Monday, January 6, 2014
Nassim (The Regent Hotel)
Poster Board # P1-14

Hong Yee Lim1, Eric Yng Xixin Yang1, Hui Hui Wang2, Wee Chuan Hing3, Kiok-Liang Teow, MSc2, Zhecheng Zhu2 and Angeline Chiam3, (1)Tan Tock Seng Hospital, Singapore, Singapore, (2)National Healthcare Group, Singapore, Singapore, (3)National University Hospital, Singapore, Singapore

Three public healthcare institutions’ outpatient pharmacies are deploying automated drug dispensing systems for better safety and improved efficiency. For the machines to pick the drug items, they have to be in boxes of pre-determined quantities, rather than in loose tablets. The purpose of the study is to design and implement a method that will optimise the re-pack configurations for greatest efficiency and lowest cost.


This is the first time that such machines are to be deployed where we need to determine the repacked box sizes to meet each patient’s prescription order. A team of pharmacists and operations researchers came together to study the trade-offs between the multiple objectives, such as extent of complete automation and number of boxes, Historical prescription patterns were analysed to and formed the basis of the quantities needed by the patients. Mathematical programming (mixed integer programming) was used as the framework to model and solve the problem at drug item level. The key objectives were maximising the extent of automation, i.e., prescriptions orders completely fulfilled by automation machines, and minimising the number of boxes used. The implicit constraint was to fulfil the quantity needed and within a given number of box configurations. This model was repeatedly used to find the optimal repacked sizes for each of the hundreds of drug items, each based on its prescription patterns and characteristics.

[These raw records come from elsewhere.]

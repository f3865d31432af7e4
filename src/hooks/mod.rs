//! Hooks: scripts run inside the target chroot to set up one application.
//!
//! - `parse` - hook-list files and inline hook references
//! - `steps` - declared steps with completion markers (resumability)
//! - `engine` - environment, copy-in, execution, cleanup

pub mod engine;
pub mod parse;
pub mod steps;

pub use engine::{run_hook, HookOutcome, HookRun};
pub use parse::{parse_hook_list, parse_hook_reference};

use std::path::{Path, PathBuf};

/// Scheme prefix designating a host-side source tree.
pub const LOCAL_SOURCE_PREFIX: &str = "file://";

/// Where a parameterized hook's source comes from.
#[derive(Debug, Clone, PartialEq, Eq)]
pub enum HookSource {
    /// Empty source field.
    None,
    /// Anything not prefixed with `file://` is treated as a repository URL.
    Remote(String),
    /// A `file://` reference. Decided by prefix only; never probed.
    Local(PathBuf),
}

impl HookSource {
    pub fn parse(raw: &str) -> Self {
        let raw = raw.trim();
        if raw.is_empty() {
            HookSource::None
        } else if let Some(path) = raw.strip_prefix(LOCAL_SOURCE_PREFIX) {
            HookSource::Local(PathBuf::from(path))
        } else {
            HookSource::Remote(raw.to_string())
        }
    }

    /// Final path segment with any `.git` suffix removed.
    pub fn name(&self) -> Option<String> {
        let segment = match self {
            HookSource::None => return None,
            HookSource::Remote(url) => url
                .trim_end_matches('/')
                .rsplit(['/', ':'])
                .next()
                .unwrap_or(url)
                .to_string(),
            HookSource::Local(path) => path.file_name()?.to_string_lossy().into_owned(),
        };
        let name = segment.strip_suffix(".git").unwrap_or(&segment);
        if name.is_empty() {
            None
        } else {
            Some(name.to_string())
        }
    }
}

/// Extra fields of a parameterized hook record.
#[derive(Debug, Clone, PartialEq, Eq)]
pub struct HookParams {
    /// The source field exactly as written.
    pub source_ref: String,
    pub source: HookSource,
    /// Tag or branch; ignored for local sources.
    pub revision: String,
    /// Install destination inside the target root.
    pub install_dest: String,
    /// Comma-separated package names, as written.
    pub dep_list: String,
    pub post_install: Option<String>,
}

impl HookParams {
    /// Packages named by the dependency field.
    pub fn dependencies(&self) -> Vec<String> {
        self.dep_list
            .split(',')
            .map(str::trim)
            .filter(|p| !p.is_empty())
            .map(str::to_string)
            .collect()
    }
}

/// One unit of post-base customization. Immutable once parsed.
#[derive(Debug, Clone, PartialEq, Eq)]
pub struct HookSpec {
    /// Absolute path to the script on the host.
    pub script: PathBuf,
    /// `None` for a simple (script-only) hook.
    pub params: Option<HookParams>,
}

impl HookSpec {
    pub fn simple(script: PathBuf) -> Self {
        Self {
            script,
            params: None,
        }
    }

    pub fn is_parameterized(&self) -> bool {
        self.params.is_some()
    }

    /// Name used for `HOOK_NAME`, ledger keys and log lines.
    pub fn name(&self) -> String {
        self.params
            .as_ref()
            .and_then(|p| p.source.name())
            .unwrap_or_else(|| script_stem(&self.script))
    }
}

fn script_stem(script: &Path) -> String {
    script
        .file_stem()
        .map(|s| s.to_string_lossy().into_owned())
        .unwrap_or_else(|| "hook".to_string())
}

#[cfg(test)]
mod tests {
    use super::*;

    #[test]
    fn test_remote_name_strips_git() {
        let source = HookSource::parse("https://example.com/org/Thing.git");
        assert_eq!(source, HookSource::Remote("https://example.com/org/Thing.git".into()));
        assert_eq!(source.name().as_deref(), Some("Thing"));
    }

    #[test]
    fn test_remote_name_without_suffix_and_trailing_slash() {
        let source = HookSource::parse("https://example.com/org/tool/");
        assert_eq!(source.name().as_deref(), Some("tool"));
    }

    #[test]
    fn test_scp_style_url() {
        let source = HookSource::parse("git@example.com:repo.git");
        assert_eq!(source.name().as_deref(), Some("repo"));
    }

    #[test]
    fn test_local_source_by_prefix_only() {
        // The path does not exist; classification must not depend on that.
        let source = HookSource::parse("file:///nonexistent/src");
        assert_eq!(source, HookSource::Local(PathBuf::from("/nonexistent/src")));
        assert_eq!(source.name().as_deref(), Some("src"));
    }

    #[test]
    fn test_empty_source() {
        assert_eq!(HookSource::parse("  "), HookSource::None);
        assert_eq!(HookSource::None.name(), None);
    }

    #[test]
    fn test_dependency_field_split() {
        let params = HookParams {
            source_ref: String::new(),
            source: HookSource::None,
            revision: String::new(),
            install_dest: String::new(),
            dep_list: "libssl-dev, cmake,,".to_string(),
            post_install: None,
        };
        assert_eq!(params.dependencies(), vec!["libssl-dev", "cmake"]);
    }

    #[test]
    fn test_simple_hook_name_from_script() {
        let hook = HookSpec::simple(PathBuf::from("/hooks/10-enable-i2c.sh"));
        assert_eq!(hook.name(), "10-enable-i2c");
        assert!(!hook.is_parameterized());
    }
}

In total, there were about 800 drug items being studied equivalent to more than 5 million orders annually. A few options per drug item were given further deliberation. Of these items studied, we could achieve overall 95% automation and 2 boxes per line item. These results became the basis for inventory planning and workflow design.


The problem was combinatorial in nature and no simple “greedy” algorithm would guarantee an optimal solution. The mathematical programming framework provided a scientific method to breakdown the problem and ensured the solution search would be efficient and complete. The results were customised to individual drug item’s usage. In view of growing health care demand, this model helped us to tap the full potential of the automated dispensing machines. Also, the approach allowed the flexibility for one to fine tune the model if there were changes in constraints and optimisation criteria.